What to work on: When the word "debug" shows up in a line of the records below, copy that line.

== Segment start ==

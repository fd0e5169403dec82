use jsonquery::logging::LogConfig;
use jsonquery::{QueryProvider, QueryRequest, SchemaBuilder, SortDirection};

struct Task {
    id: i64,
    title: String,
    done: bool,
}

fn main() -> Result<(), Box<dyn std::error::Error>> {
    // Initialize logging (debug level with pretty output to stdout)
    let _guard = LogConfig::debug().init()?;

    println!("=== JsonQuery Logging Demo ===\n");

    let schema = SchemaBuilder::<Task>::new()
        .named("tasks")
        .field("Id", |t: &Task| t.id)
        .field("Title", |t: &Task| t.title.clone())
        .field("Done", |t: &Task| t.done)
        .build();

    // Registration is logged at debug level
    println!("1. Registering tasks...");
    let mut provider = QueryProvider::new();
    provider.add_source(
        "tasks",
        schema,
        vec![
            Task {
                id: 1,
                title: "Write docs".into(),
                done: true,
            },
            Task {
                id: 2,
                title: "Fix parser".into(),
                done: false,
            },
            Task {
                id: 3,
                title: "Release".into(),
                done: false,
            },
        ],
    )?;

    // Planning and execution each emit a debug event
    println!("\n2. Running a query...");
    let result = provider.execute_query(
        &QueryRequest::from_source("tasks")
            .select("Title")
            .filter("Done", "=", "'false'")
            .order_by("Id", SortDirection::Desc),
    )?;
    println!("Open tasks: {}", result.len());

    // Failures are returned, not logged as errors
    println!("\n3. Querying an unknown source...");
    if let Err(e) = provider.execute_query(&QueryRequest::from_source("jobs").select("Id")) {
        println!("Error: {}", e);
    }

    println!("\n=== Demo Complete ===");
    println!("Set RUST_LOG=jsonquery_core=trace to see every pipeline stage.");

    Ok(())
}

== Segment end ==

Reply:
    // Initialize logging (debug level with pretty output to stdout)
    let _guard = LogConfig::debug().init()?;
    // Registration is logged at debug level
    // Planning and execution each emit a debug event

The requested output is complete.